**Data records:**
-*-*-
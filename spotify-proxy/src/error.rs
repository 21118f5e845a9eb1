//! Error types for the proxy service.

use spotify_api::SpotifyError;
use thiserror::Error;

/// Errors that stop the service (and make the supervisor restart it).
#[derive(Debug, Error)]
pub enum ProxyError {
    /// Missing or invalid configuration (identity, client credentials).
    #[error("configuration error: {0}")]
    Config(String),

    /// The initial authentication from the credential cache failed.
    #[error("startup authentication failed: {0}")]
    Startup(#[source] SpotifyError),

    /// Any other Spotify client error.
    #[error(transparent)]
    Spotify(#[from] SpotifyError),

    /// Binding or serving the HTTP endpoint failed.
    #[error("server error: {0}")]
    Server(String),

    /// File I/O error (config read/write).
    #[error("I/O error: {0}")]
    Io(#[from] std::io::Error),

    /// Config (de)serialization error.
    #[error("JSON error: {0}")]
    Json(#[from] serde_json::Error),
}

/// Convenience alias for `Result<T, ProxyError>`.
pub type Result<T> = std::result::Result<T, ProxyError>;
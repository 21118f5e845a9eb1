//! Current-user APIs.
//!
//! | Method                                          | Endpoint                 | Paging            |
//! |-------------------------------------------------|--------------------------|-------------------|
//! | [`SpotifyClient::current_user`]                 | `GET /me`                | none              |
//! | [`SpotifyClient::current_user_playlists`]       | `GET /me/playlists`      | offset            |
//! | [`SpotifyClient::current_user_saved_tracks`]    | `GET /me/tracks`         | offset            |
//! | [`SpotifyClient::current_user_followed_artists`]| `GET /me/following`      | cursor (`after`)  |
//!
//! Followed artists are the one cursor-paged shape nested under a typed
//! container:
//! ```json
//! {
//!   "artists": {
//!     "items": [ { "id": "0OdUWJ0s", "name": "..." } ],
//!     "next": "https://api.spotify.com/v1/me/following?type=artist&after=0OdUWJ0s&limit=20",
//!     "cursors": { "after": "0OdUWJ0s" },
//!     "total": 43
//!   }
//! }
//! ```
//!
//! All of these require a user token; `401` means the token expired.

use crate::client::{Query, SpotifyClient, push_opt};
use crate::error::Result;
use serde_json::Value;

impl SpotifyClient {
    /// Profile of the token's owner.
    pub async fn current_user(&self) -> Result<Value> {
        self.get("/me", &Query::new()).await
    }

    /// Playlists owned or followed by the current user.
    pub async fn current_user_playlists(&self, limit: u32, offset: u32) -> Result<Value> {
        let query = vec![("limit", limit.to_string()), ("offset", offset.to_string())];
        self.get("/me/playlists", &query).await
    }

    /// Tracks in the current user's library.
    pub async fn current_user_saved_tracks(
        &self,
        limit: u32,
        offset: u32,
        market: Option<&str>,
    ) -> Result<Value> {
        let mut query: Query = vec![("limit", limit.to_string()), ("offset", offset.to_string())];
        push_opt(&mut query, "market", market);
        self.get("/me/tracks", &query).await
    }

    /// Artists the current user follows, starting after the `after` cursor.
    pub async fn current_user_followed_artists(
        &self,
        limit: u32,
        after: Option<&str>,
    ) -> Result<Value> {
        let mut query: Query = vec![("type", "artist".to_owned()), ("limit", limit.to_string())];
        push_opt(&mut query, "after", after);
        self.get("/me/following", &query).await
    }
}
-*-*-
**Instructions to follow:**
Scan the listing above for the word "offset" and copy every line that holds it.

**Output of the task:**
//! | [`SpotifyClient::current_user_playlists`]       | `GET /me/playlists`      | offset            |
//! | [`SpotifyClient::current_user_saved_tracks`]    | `GET /me/tracks`         | offset            |
    pub async fn current_user_playlists(&self, limit: u32, offset: u32) -> Result<Value> {
        let query = vec![("limit", limit.to_string()), ("offset", offset.to_string())];
        offset: u32,
        let mut query: Query = vec![("limit", limit.to_string()), ("offset", offset.to_string())];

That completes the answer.